Growing up my brother always beat the fudge out of me and I could never do anything about it, I just cried and cried, taking the beating from my brother whom is always 7-years older than me. It really sucked. Keep in my mind, I'm only 15 now. I grew up with black eyes, broken noses, concussions, the little bundle.

School Years:

- Pre-School: Expelled

- Kindergarten: 2-Kids always picked on me.

- 1st Grade: On the bus many kids whom were older made fun of how I looked and the way my name sounded.

- 2nd Grade: A kid didn't like how I looked or talked --> Smashed me on a metal pole twice giving me a severe concussion

- 3rd Grade: Yet another kid always pulled my chair back and whenever I leaned back he pulled the chair down.

- 4th Grade: My teacher wouldn't let me use the bathroom and I pissed
my pants. - Bullied Again.

- 5th Grade: My eating disorder was starting to develop and my parents were having a raise in tensions towards each other. I never had "game night" and I never got to see them smiling anymore.

- 6th Grade: My bestfriend Crystal hung herself and my eating disorder took a new level. I weighed 56 Lbs at the end of 6th grade.

- 7th Grade: My dad always threatened to leave the house, relatives were dying out and my mom and dad weren't getting any better. On top of that, my mom's side of the family came back in the picture and then major problems hit, my mom became an excessive gambler.
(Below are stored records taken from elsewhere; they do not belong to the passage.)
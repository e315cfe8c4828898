//! Consensus validation and the chain state machine for Thunderbolt.
//!
//! This crate owns the rules: context-free and contextual checks for
//! blocks and transactions, the retarget schedule, the subsidy
//! schedule, the mempool, and the [`chain::ChainEngine`] that decides
//! what the active chain is. The engine is the single chain-mutation
//! owner; everything else reaches it through the actor in [`service`].

pub mod block;
pub mod chain;
pub mod difficulty;
pub mod error;
pub mod mempool;
pub mod miner;
pub mod parameters;
pub mod service;
pub mod subsidy;
pub mod transaction;

pub use chain::{AcceptOutcome, ChainEngine, ChainEvent, ChainListener};
pub use error::{BlockError, InvalidKind, SubsidyError, TransactionError};
pub use mempool::{Mempool, MempoolInsertOutcome};
pub use service::{ChainHandle, Request, Response};
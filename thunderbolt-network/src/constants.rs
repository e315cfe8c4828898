//! Definitions of network protocol constants.

use std::time::Duration;

use crate::protocol::external::types::ProtocolVersion;

/// The protocol version we speak.
pub const CURRENT_VERSION: ProtocolVersion = ProtocolVersion(70001);

/// The lowest protocol version we'll complete a handshake with.
pub const MIN_VERSION: ProtocolVersion = ProtocolVersion(70001);

/// The user agent we advertise in `version` messages.
pub const USER_AGENT: &str = "/thunderbolt:0.1.0/";

/// Maximum size of a protocol message body.
pub const MAX_PROTOCOL_MESSAGE_LEN: usize = 2 * 1024 * 1024;

/// The most addresses a single `addr` message may carry.
pub const MAX_ADDRS_PER_MESSAGE: usize = 1000;

/// The most `inv` entries a `getblocks` reply may carry.
pub const MAX_GETBLOCKS_RESPONSE: usize = 500;

/// The most headers a `getheaders` reply may carry.
pub const MAX_HEADERS_RESPONSE: usize = 2000;

/// The most entries we'll accept in one `inv` or `getdata` message.
pub const MAX_INV_PER_MESSAGE: usize = 50_000;

/// The cap on each per-peer known-inventory set. Past it the set is
/// reset; a little re-relay beats unbounded memory for hostile peers.
pub const MAX_KNOWN_INVENTORY: usize = 10_000;

/// How long a peer may stay quiet before we ping it.
pub const HEARTBEAT_INTERVAL: Duration = Duration::from_secs(120);

/// How long an unanswered ping hangs before the peer is disconnected.
pub const PING_TIMEOUT: Duration = Duration::from_secs(60);

/// How long a peer may send nothing at all before disconnection.
pub const INACTIVITY_TIMEOUT: Duration = Duration::from_secs(20 * 60);

/// How often the inactivity/ping sweep runs.
pub const SWEEP_INTERVAL: Duration = Duration::from_secs(5);

/// The minimum pause between waves of outbound dials.
pub const CONNECT_COOLDOWN: Duration = Duration::from_secs(60);

/// The reachability probe deadline for one outbound dial.
pub const CONNECT_TIMEOUT: Duration = Duration::from_secs(10);

/// How often expired bans are released and stale addresses pruned.
pub const ADDRESS_MAINTENANCE_INTERVAL: Duration = Duration::from_secs(600);

/// The ban score at which a peer is disconnected and its address banned.
pub const BAN_THRESHOLD: u32 = 100;

/// Ban score for a protocol violation (bad checksum, oversize, junk).
pub const PROTOCOL_VIOLATION_SCORE: u32 = 10;

/// Ban score for a consensus violation (invalid block or transaction).
pub const CONSENSUS_VIOLATION_SCORE: u32 = 100;

/// How long an address ban lasts.
pub const BAN_DURATION: Duration = Duration::from_secs(24 * 60 * 60);

/// Addresses unseen for this long fall out of the pool.
pub const ADDR_STALE_AFTER: Duration = Duration::from_secs(30 * 24 * 60 * 60);

/// The address pool stops growing past this many entries.
pub const MAX_ADDRS_IN_POOL: usize = 5000;

/// Initial block download engages when the best peer claims a chain
/// this many blocks past our tip.
pub const IBD_HEIGHT_THRESHOLD: u64 = 24;
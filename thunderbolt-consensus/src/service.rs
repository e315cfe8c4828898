//! The chain service: a message-passing actor wrapping the engine.
//!
//! The engine is the single chain-mutation owner, so
//! instead of sharing it behind a lock, one task owns it outright and
//! everyone else — peer manager, RPC, miner — talks to it through a
//! [`ChainHandle`]. Requests carry a oneshot for the reply, and the
//! actor answers them strictly in arrival order.

use std::sync::Arc;

use thiserror::Error;
use tokio::sync::{mpsc, oneshot};
use tokio::task::JoinHandle;
use tracing::debug;

use thunderbolt_chain::{
    block::{self, Block, CountedHeader},
    transaction::{self, Transaction},
    transparent::{AddressHash, LockScript, OutPoint},
};
use thunderbolt_state::{BlockMetadata, StorageError, TransactionLocation, Utxo};

use crate::chain::{AcceptOutcome, ChainEngine};
use crate::mempool::MempoolInsertOutcome;
use crate::miner::WorkTemplate;

/// A request to the chain service.
#[derive(Debug)]
pub enum Request {
    AcceptBlock(Arc<Block>),
    AddTransaction(Arc<Transaction>),
    Tip,
    Metadata(block::Hash),
    Block(block::Hash),
    /// A transaction by id, looking in the mempool first, then the chain.
    Transaction(transaction::Hash),
    TransactionLocation(transaction::Hash),
    Utxo(OutPoint),
    UtxosByAddress(AddressHash),
    MempoolContains(transaction::Hash),
    MempoolHashes,
    MempoolStats,
    BlockLocator,
    HashesAfterLocator {
        locator: Vec<block::Hash>,
        stop: Option<block::Hash>,
        limit: usize,
    },
    HeadersAfterLocator {
        locator: Vec<block::Hash>,
        stop: Option<block::Hash>,
        limit: usize,
    },
    WorkTemplate {
        payout: LockScript,
    },
}

/// A response from the chain service.
#[derive(Debug)]
pub enum Response {
    Accepted(AcceptOutcome),
    TransactionAdded(MempoolInsertOutcome),
    Tip(BlockMetadata),
    Metadata(Option<BlockMetadata>),
    Block(Option<Arc<Block>>),
    Transaction(Option<Arc<Transaction>>),
    TransactionLocation(Option<TransactionLocation>),
    Utxo(Option<Utxo>),
    Utxos(Vec<Utxo>),
    MempoolContains(bool),
    MempoolHashes(Vec<transaction::Hash>),
    MempoolStats {
        count: usize,
        size_bytes: usize,
        last_updated: u64,
    },
    BlockLocator(Vec<block::Hash>),
    Hashes(Vec<block::Hash>),
    Headers(Vec<CountedHeader>),
    WorkTemplate(WorkTemplate),
}

#[derive(Error, Debug)]
pub enum ServiceError {
    #[error("storage failure: {0}")]
    Storage(#[from] StorageError),

    #[error("the chain service has shut down")]
    Closed,
}

type ReplySender = oneshot::Sender<Result<Response, StorageError>>;

/// A clonable handle to the chain service actor.
#[derive(Clone)]
pub struct ChainHandle {
    sender: mpsc::Sender<(Request, ReplySender)>,
}

impl ChainHandle {
    pub async fn call(&self, request: Request) -> Result<Response, ServiceError> {
        let (reply, response) = oneshot::channel();
        self.sender
            .send((request, reply))
            .await
            .map_err(|_| ServiceError::Closed)?;
        response
            .await
            .map_err(|_| ServiceError::Closed)?
            .map_err(ServiceError::Storage)
    }

    pub async fn accept_block(&self, block: Arc<Block>) -> Result<AcceptOutcome, ServiceError> {
        match self.call(Request::AcceptBlock(block)).await? {
            Response::Accepted(outcome) => Ok(outcome),
            _ => unreachable!("chain service answered with the wrong response variant"),
        }
    }

    pub async fn add_transaction(
        &self,
        tx: Arc<Transaction>,
    ) -> Result<MempoolInsertOutcome, ServiceError> {
        match self.call(Request::AddTransaction(tx)).await? {
            Response::TransactionAdded(outcome) => Ok(outcome),
            _ => unreachable!("chain service answered with the wrong response variant"),
        }
    }

    pub async fn tip(&self) -> Result<BlockMetadata, ServiceError> {
        match self.call(Request::Tip).await? {
            Response::Tip(tip) => Ok(tip),
            _ => unreachable!("chain service answered with the wrong response variant"),
        }
    }

    pub async fn block(&self, hash: block::Hash) -> Result<Option<Arc<Block>>, ServiceError> {
        match self.call(Request::Block(hash)).await? {
            Response::Block(block) => Ok(block),
            _ => unreachable!("chain service answered with the wrong response variant"),
        }
    }

    pub async fn transaction(
        &self,
        hash: transaction::Hash,
    ) -> Result<Option<Arc<Transaction>>, ServiceError> {
        match self.call(Request::Transaction(hash)).await? {
            Response::Transaction(tx) => Ok(tx),
            _ => unreachable!("chain service answered with the wrong response variant"),
        }
    }

    pub async fn block_locator(&self) -> Result<Vec<block::Hash>, ServiceError> {
        match self.call(Request::BlockLocator).await? {
            Response::BlockLocator(locator) => Ok(locator),
            _ => unreachable!("chain service answered with the wrong response variant"),
        }
    }

    pub async fn mempool_hashes(&self) -> Result<Vec<transaction::Hash>, ServiceError> {
        match self.call(Request::MempoolHashes).await? {
            Response::MempoolHashes(hashes) => Ok(hashes),
            _ => unreachable!("chain service answered with the wrong response variant"),
        }
    }

    pub async fn hashes_after_locator(
        &self,
        locator: Vec<block::Hash>,
        stop: Option<block::Hash>,
        limit: usize,
    ) -> Result<Vec<block::Hash>, ServiceError> {
        let request = Request::HashesAfterLocator {
            locator,
            stop,
            limit,
        };
        match self.call(request).await? {
            Response::Hashes(hashes) => Ok(hashes),
            _ => unreachable!("chain service answered with the wrong response variant"),
        }
    }

    pub async fn headers_after_locator(
        &self,
        locator: Vec<block::Hash>,
        stop: Option<block::Hash>,
        limit: usize,
    ) -> Result<Vec<CountedHeader>, ServiceError> {
        let request = Request::HeadersAfterLocator {
            locator,
            stop,
            limit,
        };
        match self.call(request).await? {
            Response::Headers(headers) => Ok(headers),
            _ => unreachable!("chain service answered with the wrong response variant"),
        }
    }
}

/// Spawn the chain service actor, transferring ownership of the engine
/// to it. The task ends when every handle is dropped.
pub fn spawn(mut engine: ChainEngine) -> (ChainHandle, JoinHandle<()>) {
    let (sender, mut receiver) = mpsc::channel::<(Request, ReplySender)>(64);

    let task = tokio::spawn(async move {
        while let Some((request, reply)) = receiver.recv().await {
            let result = handle_request(&mut engine, request);
            // A dropped reply means the caller gave up; fine either way.
            let _ = reply.send(result);
        }
        debug!("chain service stopped");
    });

    (ChainHandle { sender }, task)
}

fn handle_request(
    engine: &mut ChainEngine,
    request: Request,
) -> Result<Response, StorageError> {
    match request {
        Request::AcceptBlock(block) => Ok(Response::Accepted(engine.accept(block)?)),
        Request::AddTransaction(tx) => {
            Ok(Response::TransactionAdded(engine.add_transaction(tx)?))
        }
        Request::Tip => Ok(Response::Tip(engine.tip().clone())),
        Request::Metadata(hash) => Ok(Response::Metadata(engine.state().metadata(&hash)?)),
        Request::Block(hash) => Ok(Response::Block(engine.state().block(&hash)?)),
        Request::Transaction(hash) => {
            if let Some(tx) = engine.mempool().get(&hash) {
                return Ok(Response::Transaction(Some(tx)));
            }
            Ok(Response::Transaction(engine.state().transaction(&hash)?))
        }
        Request::TransactionLocation(hash) => Ok(Response::TransactionLocation(
            engine.state().transaction_location(&hash)?,
        )),
        Request::Utxo(outpoint) => Ok(Response::Utxo(engine.state().utxo(&outpoint)?)),
        Request::UtxosByAddress(address) => Ok(Response::Utxos(
            engine.state().utxos_by_address(&address)?,
        )),
        Request::MempoolContains(hash) => {
            Ok(Response::MempoolContains(engine.mempool().contains(&hash)))
        }
        Request::MempoolHashes => Ok(Response::MempoolHashes(
            engine.mempool().transaction_hashes(),
        )),
        Request::MempoolStats => Ok(Response::MempoolStats {
            count: engine.mempool().count(),
            size_bytes: engine.mempool().size_bytes(),
            last_updated: engine.mempool().last_updated(),
        }),
        Request::BlockLocator => Ok(Response::BlockLocator(engine.state().block_locator()?)),
        Request::HashesAfterLocator {
            locator,
            stop,
            limit,
        } => Ok(Response::Hashes(
            engine.hashes_after_locator(&locator, stop, limit)?,
        )),
        Request::HeadersAfterLocator {
            locator,
            stop,
            limit,
        } => Ok(Response::Headers(
            engine.headers_after_locator(&locator, stop, limit)?,
        )),
        Request::WorkTemplate { payout } => {
            Ok(Response::WorkTemplate(engine.work_template(&payout)?))
        }
    }
}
- 8th Grade(Current): My bestfriend developed cancer below his liver and my other bestfriend got into drugs, he ended up overdosing without my knowledge. I thought different on life really fast. My parents didn't care if I was doing drugs either or if I got into a brawl. Bullying sort of stopped, this one kid started picking on me so I smashed his face in with a few elbows and had full mount on him, the family wanted to press charges but the whole school knew I was going crazy. Just a few weeks ago I was diagnosed with some temporal schizophrenia crap and it wasn't technically schizophrenia but something really really close, its curable and it degrades overtime. My dad developed into a really aggressive alcoholic and I always lock my door to make sure he doesn't get in, I don't ever want to see him when he is drunk, I hate him. He always says I have no life so I've been leaving for 7-hour walks every single weekend, every day of the weekend and he freaks out now because I'm never around him. No crap I'm not around the house dad, you and mom are freakin assholes to me. In the beginning of this year I really liked this small little girl, her name was lets just call her, Jasmin. I liked her a bit last year, she was rather cute. But hey, I moved on, shes probably my bestfriend now. She actually brought me out of my depression this year, I quit hacking I quit all the evil things I've done. I didn't steal nor cheat nor rob, she let me be who I am now. I listened to a lot of music I had left in my past and wow, shes just my bestfriend and is always there for me(mostly) She practically restored my life if you would say. Just turned me into a new social butterfly.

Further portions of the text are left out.